(WHAT IS REQUIRED) Go through the lines below. Copy those with "binding".

Stored items:
= = = =
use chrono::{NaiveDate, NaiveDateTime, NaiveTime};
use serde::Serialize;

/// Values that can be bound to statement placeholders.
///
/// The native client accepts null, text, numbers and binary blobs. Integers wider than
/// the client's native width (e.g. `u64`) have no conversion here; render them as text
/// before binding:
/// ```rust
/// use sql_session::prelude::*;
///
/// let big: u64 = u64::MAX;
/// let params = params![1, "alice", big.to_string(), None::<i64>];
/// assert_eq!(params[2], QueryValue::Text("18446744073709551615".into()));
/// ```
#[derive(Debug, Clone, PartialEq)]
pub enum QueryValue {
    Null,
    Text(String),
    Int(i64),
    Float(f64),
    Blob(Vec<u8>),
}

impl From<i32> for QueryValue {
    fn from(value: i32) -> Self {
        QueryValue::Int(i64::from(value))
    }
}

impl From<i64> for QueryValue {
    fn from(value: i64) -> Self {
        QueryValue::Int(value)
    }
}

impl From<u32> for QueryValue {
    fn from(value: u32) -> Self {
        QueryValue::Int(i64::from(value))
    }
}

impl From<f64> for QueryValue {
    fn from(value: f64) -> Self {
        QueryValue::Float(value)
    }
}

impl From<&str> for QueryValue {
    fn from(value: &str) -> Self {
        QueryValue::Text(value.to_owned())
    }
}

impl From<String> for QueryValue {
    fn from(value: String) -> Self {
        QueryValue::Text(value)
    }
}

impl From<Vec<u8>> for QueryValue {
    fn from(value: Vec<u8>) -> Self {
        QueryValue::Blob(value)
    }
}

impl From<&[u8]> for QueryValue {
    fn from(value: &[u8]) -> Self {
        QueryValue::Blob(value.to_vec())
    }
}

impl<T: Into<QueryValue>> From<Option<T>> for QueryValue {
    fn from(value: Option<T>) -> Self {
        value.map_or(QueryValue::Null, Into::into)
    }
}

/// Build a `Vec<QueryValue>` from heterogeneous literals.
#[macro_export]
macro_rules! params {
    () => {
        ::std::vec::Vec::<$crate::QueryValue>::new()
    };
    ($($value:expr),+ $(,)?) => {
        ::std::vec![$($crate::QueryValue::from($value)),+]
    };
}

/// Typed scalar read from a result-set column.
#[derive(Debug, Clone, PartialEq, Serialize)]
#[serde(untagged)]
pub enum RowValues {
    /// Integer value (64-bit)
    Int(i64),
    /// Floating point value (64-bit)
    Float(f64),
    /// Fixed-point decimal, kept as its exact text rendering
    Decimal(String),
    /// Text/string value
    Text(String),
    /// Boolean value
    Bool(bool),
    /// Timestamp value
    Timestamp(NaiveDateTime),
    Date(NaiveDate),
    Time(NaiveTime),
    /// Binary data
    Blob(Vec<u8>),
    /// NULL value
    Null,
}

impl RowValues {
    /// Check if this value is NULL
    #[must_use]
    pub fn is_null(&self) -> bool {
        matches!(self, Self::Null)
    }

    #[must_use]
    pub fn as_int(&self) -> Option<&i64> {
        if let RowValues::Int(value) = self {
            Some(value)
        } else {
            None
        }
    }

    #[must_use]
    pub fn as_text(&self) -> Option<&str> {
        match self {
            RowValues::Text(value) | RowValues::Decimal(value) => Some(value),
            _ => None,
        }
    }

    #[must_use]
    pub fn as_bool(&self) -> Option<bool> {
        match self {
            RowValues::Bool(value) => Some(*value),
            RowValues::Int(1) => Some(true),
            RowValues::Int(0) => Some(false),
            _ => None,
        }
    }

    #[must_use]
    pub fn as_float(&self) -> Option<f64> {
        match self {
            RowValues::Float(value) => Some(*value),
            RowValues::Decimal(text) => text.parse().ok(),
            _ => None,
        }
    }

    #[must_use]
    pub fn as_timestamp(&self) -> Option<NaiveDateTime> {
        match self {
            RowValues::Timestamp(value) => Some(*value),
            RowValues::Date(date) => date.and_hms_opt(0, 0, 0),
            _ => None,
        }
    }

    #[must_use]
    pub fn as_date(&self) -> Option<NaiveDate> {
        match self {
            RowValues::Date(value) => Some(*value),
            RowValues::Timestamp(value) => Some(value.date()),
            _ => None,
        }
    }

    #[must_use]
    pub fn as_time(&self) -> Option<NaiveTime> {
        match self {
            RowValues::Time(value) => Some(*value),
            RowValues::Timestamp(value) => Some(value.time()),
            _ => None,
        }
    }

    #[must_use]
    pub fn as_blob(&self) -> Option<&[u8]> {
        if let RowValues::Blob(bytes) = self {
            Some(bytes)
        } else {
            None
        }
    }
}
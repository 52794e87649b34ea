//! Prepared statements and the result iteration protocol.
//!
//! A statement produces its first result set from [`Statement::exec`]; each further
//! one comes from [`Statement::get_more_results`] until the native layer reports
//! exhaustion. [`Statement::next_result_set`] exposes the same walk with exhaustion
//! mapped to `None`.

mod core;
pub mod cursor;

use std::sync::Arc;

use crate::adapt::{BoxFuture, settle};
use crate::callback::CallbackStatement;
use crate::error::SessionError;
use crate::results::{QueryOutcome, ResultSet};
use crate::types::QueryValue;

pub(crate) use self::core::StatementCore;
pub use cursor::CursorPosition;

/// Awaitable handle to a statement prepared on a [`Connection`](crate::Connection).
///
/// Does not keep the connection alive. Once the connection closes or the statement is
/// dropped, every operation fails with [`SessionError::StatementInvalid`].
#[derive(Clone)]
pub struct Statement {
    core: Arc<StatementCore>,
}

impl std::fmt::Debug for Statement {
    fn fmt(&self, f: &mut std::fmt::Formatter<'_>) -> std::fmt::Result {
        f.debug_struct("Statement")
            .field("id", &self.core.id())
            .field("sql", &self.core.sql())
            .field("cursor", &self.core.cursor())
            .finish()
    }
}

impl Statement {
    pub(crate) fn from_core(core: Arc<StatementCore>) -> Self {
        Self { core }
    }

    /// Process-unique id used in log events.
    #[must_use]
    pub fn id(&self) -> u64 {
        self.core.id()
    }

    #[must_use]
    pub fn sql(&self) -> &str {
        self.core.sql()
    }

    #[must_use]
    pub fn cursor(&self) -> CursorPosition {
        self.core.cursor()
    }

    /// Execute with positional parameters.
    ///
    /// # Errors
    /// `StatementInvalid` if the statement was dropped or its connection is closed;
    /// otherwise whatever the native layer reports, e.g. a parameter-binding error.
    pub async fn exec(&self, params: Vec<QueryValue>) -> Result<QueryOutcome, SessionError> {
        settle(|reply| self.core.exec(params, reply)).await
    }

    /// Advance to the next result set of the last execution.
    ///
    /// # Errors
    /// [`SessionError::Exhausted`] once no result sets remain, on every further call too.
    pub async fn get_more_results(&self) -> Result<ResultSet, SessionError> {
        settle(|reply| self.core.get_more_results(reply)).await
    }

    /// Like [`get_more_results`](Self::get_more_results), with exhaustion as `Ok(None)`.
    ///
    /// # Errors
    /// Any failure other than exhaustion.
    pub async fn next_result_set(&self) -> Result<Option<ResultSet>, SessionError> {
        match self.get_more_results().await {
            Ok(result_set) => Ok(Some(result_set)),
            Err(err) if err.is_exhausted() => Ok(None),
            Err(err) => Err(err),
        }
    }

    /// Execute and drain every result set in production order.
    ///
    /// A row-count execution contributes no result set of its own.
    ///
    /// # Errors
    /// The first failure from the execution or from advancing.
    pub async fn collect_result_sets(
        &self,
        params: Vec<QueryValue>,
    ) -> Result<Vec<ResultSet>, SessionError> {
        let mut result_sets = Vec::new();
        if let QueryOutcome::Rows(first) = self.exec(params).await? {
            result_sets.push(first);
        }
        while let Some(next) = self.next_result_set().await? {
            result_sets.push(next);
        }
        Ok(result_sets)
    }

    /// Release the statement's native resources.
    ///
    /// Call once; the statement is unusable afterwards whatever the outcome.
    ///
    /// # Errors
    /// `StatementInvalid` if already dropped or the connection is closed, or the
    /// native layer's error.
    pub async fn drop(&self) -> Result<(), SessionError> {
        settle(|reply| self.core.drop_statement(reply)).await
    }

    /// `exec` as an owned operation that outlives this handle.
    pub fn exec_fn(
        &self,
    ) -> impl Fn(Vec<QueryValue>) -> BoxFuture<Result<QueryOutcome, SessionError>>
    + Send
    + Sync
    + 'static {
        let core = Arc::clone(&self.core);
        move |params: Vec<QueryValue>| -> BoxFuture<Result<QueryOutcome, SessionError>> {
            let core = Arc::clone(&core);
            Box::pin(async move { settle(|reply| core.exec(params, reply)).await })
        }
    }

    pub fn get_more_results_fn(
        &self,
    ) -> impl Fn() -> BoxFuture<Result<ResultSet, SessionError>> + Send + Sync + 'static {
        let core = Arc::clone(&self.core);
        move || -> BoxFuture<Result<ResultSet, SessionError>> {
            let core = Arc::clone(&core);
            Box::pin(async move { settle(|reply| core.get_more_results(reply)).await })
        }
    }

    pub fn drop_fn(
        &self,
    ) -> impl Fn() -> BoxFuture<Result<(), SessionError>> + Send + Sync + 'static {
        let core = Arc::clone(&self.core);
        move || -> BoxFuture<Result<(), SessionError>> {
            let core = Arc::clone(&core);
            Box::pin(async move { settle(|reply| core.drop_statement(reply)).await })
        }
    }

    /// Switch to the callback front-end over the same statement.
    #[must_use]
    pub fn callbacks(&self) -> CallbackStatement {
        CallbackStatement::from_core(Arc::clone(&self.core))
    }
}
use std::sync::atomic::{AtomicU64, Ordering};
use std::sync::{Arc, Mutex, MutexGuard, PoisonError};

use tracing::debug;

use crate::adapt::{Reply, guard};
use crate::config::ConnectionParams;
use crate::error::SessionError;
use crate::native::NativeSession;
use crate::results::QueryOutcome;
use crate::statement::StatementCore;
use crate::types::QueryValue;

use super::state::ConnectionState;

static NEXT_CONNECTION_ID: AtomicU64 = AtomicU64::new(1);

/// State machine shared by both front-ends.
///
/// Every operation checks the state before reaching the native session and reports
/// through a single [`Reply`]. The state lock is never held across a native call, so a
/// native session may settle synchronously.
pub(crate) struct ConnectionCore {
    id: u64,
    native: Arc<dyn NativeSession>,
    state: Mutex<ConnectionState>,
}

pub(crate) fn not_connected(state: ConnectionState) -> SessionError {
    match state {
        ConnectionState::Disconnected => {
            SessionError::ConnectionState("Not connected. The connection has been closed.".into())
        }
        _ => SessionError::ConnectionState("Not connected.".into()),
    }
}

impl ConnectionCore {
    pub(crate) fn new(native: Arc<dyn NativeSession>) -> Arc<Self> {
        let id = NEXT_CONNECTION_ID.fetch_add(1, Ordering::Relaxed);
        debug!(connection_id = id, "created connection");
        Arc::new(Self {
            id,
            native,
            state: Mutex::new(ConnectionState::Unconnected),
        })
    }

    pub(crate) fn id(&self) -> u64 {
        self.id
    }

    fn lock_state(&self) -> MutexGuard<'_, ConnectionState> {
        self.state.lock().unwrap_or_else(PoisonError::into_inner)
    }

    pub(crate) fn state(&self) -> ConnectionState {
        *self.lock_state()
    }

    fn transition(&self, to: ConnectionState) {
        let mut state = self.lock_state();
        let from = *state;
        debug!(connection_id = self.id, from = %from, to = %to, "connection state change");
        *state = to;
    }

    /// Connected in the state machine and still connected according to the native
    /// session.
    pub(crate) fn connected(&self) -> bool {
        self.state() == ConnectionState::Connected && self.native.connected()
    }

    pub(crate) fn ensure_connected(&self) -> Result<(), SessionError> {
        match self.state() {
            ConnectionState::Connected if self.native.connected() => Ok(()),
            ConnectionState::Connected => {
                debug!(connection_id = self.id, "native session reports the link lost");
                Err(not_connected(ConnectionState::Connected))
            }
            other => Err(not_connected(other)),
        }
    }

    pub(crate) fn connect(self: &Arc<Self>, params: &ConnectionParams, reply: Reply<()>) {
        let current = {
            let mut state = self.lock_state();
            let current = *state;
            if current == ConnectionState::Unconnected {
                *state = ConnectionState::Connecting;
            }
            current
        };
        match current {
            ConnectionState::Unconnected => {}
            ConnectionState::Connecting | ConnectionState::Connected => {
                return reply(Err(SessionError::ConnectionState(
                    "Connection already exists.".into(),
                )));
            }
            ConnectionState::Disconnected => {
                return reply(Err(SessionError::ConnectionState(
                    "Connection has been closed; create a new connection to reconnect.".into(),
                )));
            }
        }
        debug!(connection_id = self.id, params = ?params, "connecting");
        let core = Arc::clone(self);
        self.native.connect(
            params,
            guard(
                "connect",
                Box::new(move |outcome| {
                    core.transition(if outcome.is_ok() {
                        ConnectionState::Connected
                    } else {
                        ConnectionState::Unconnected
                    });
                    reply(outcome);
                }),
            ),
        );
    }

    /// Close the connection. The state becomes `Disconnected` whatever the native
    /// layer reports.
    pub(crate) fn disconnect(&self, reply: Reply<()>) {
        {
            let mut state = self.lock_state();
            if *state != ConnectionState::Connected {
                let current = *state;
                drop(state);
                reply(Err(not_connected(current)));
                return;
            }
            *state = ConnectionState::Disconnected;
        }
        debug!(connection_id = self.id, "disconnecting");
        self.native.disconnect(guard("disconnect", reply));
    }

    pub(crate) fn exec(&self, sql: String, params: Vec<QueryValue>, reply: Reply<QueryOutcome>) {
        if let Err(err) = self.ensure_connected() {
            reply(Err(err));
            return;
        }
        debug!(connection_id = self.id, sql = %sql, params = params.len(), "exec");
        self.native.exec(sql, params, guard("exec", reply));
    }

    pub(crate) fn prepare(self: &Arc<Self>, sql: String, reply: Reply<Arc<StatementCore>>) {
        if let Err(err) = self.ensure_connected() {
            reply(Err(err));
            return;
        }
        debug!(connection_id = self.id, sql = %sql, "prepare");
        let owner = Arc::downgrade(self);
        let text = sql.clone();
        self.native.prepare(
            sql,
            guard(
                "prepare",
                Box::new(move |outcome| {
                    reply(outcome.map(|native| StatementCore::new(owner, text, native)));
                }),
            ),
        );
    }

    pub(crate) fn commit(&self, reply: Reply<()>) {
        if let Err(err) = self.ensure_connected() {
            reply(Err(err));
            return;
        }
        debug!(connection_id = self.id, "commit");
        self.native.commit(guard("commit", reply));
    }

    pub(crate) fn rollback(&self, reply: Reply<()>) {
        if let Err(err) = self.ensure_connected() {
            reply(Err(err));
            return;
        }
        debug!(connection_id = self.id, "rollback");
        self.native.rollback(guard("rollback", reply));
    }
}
= = = =
(RESPONSE BOX)
/// before binding:
    /// otherwise whatever the native layer reports, e.g. a parameter-binding error.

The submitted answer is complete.